(Required action)
Find the word "timestamp" in the listing below, then return every line it appears in.

(Extracted data)
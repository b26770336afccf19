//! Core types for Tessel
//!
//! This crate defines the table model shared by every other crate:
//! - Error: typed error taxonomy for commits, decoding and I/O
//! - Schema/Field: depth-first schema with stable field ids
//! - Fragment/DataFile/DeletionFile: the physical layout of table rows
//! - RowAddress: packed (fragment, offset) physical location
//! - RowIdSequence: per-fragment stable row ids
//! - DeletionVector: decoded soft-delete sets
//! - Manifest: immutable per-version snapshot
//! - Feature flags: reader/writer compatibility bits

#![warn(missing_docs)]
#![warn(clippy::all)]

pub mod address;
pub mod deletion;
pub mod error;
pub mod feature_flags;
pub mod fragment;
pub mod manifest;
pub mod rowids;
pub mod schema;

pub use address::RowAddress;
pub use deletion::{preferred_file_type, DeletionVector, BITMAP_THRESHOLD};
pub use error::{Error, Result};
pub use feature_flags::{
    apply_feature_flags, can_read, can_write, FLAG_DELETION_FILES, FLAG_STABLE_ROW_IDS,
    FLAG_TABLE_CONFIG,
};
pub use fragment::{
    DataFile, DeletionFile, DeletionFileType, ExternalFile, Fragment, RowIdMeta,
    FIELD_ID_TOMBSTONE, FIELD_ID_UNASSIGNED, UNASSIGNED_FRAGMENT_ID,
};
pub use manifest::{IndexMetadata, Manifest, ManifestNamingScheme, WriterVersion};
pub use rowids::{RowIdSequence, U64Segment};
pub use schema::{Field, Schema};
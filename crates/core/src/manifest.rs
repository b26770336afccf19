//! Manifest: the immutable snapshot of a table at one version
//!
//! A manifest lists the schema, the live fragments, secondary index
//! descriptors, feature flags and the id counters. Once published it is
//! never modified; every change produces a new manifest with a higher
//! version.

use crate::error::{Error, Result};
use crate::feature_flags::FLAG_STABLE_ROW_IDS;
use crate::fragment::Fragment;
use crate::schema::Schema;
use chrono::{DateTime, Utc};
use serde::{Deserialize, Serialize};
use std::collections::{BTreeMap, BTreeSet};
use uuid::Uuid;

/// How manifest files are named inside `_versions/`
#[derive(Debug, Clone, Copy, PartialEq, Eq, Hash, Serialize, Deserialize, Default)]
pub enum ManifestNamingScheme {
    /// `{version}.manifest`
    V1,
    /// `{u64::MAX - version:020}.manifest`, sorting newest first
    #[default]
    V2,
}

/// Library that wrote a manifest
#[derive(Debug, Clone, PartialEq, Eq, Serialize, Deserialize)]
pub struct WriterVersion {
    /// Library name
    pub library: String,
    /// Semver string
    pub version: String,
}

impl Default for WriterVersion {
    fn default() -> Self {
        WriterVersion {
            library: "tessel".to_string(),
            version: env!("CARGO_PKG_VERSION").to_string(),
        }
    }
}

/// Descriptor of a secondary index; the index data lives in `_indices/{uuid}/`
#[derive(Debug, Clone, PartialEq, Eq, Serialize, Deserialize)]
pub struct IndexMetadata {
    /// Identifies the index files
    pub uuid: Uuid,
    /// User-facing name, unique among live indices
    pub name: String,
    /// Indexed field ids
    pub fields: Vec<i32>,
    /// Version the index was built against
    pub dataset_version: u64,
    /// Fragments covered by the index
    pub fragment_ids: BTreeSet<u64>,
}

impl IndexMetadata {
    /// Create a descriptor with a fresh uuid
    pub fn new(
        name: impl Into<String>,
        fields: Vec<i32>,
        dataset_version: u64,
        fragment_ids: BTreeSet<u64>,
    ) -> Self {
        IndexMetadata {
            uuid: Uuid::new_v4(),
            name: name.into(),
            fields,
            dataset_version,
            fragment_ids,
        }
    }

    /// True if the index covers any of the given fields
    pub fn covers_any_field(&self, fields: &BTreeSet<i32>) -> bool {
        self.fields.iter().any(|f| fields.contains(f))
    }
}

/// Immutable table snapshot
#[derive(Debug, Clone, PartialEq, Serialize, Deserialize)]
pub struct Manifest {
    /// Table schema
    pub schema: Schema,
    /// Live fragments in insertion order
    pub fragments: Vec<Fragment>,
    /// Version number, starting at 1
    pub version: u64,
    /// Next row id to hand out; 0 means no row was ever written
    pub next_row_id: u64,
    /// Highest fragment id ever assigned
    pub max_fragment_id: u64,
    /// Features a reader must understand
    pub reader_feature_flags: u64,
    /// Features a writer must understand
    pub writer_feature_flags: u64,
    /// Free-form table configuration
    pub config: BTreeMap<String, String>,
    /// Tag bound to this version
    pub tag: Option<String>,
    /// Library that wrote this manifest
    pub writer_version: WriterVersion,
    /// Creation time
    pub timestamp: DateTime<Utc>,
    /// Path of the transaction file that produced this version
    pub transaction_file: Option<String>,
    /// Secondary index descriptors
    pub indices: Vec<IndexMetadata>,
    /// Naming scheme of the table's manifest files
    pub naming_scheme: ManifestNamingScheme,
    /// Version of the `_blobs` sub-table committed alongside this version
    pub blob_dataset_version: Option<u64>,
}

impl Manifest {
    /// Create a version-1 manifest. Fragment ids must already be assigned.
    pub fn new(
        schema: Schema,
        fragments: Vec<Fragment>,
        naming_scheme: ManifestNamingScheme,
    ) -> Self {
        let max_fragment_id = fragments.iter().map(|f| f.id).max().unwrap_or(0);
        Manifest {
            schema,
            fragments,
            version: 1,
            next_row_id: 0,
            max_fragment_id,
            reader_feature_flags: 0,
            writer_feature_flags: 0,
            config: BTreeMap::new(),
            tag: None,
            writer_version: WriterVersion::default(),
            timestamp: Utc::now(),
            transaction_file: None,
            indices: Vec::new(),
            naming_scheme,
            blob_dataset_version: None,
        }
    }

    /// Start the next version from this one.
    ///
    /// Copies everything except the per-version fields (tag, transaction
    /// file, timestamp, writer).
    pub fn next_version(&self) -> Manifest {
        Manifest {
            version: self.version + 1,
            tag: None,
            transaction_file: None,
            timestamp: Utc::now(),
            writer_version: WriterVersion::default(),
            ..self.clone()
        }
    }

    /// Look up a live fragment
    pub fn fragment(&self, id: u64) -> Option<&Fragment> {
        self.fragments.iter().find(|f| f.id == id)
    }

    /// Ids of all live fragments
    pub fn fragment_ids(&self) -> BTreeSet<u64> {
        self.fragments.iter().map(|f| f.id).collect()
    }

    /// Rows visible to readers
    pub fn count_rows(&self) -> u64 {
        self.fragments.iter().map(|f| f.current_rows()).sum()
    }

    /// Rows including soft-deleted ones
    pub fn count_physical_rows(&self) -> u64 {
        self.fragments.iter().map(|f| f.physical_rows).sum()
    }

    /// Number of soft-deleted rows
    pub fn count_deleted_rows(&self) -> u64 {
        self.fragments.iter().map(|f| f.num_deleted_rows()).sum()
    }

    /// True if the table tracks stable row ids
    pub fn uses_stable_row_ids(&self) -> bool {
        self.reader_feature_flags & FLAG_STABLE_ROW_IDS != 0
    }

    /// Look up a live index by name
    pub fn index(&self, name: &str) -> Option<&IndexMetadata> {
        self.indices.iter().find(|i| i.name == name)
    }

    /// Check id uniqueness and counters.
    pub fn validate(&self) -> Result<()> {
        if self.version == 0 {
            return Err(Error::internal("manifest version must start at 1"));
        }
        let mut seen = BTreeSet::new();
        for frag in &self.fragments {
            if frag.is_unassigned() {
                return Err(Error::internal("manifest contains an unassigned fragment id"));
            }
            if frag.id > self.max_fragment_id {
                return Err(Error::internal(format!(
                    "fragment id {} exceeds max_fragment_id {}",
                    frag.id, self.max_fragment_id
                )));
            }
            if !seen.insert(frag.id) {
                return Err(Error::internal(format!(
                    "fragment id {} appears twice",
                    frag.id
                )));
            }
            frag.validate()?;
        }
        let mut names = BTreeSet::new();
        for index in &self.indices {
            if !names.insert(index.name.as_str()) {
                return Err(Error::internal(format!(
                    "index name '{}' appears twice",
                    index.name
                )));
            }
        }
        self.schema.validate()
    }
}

--

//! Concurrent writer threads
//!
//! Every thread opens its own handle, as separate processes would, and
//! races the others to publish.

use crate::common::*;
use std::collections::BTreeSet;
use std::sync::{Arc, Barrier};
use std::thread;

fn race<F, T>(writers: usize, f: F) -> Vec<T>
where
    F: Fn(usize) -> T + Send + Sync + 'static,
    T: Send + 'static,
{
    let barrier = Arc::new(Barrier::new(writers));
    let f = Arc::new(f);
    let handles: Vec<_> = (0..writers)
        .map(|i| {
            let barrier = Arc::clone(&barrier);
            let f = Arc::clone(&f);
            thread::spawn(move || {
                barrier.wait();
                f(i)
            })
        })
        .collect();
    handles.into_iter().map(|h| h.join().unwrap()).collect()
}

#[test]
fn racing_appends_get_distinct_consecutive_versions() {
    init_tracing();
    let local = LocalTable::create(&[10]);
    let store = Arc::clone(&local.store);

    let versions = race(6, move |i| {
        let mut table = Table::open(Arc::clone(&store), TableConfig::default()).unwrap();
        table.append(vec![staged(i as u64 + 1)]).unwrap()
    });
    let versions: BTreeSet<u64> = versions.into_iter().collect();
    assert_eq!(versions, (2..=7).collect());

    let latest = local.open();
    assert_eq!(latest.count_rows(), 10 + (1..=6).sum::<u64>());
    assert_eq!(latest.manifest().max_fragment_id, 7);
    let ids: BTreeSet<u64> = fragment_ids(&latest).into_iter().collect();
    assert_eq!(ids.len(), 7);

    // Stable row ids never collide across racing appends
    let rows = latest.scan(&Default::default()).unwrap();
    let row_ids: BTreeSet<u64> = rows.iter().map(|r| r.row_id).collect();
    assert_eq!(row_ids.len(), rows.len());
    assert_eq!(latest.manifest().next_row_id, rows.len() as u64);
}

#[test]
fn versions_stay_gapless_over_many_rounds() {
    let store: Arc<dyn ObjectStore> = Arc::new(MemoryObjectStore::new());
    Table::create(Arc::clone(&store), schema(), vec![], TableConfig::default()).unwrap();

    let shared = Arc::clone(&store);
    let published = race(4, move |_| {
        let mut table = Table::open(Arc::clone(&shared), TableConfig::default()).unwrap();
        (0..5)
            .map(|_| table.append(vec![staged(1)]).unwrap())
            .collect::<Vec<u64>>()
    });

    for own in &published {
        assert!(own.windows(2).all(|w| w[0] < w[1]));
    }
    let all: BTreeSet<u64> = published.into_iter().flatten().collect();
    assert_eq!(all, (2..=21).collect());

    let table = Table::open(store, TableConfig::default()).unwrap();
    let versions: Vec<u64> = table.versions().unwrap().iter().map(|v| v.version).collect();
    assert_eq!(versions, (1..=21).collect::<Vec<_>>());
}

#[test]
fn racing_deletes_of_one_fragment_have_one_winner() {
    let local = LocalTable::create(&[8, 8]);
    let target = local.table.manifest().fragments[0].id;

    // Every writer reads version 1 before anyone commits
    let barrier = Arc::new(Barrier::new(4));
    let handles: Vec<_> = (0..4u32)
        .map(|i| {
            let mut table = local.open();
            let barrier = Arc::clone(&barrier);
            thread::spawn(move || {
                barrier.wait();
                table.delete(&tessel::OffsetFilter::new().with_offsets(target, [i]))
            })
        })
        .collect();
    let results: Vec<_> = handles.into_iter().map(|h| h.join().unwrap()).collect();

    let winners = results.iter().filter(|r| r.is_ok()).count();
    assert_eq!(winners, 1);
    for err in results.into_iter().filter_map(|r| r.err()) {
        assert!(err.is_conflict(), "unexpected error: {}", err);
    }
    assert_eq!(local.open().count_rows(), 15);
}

(Exercise response)
    pub timestamp: DateTime<Utc>,
            timestamp: Utc::now(),
    /// file, timestamp, writer).
            timestamp: Utc::now(),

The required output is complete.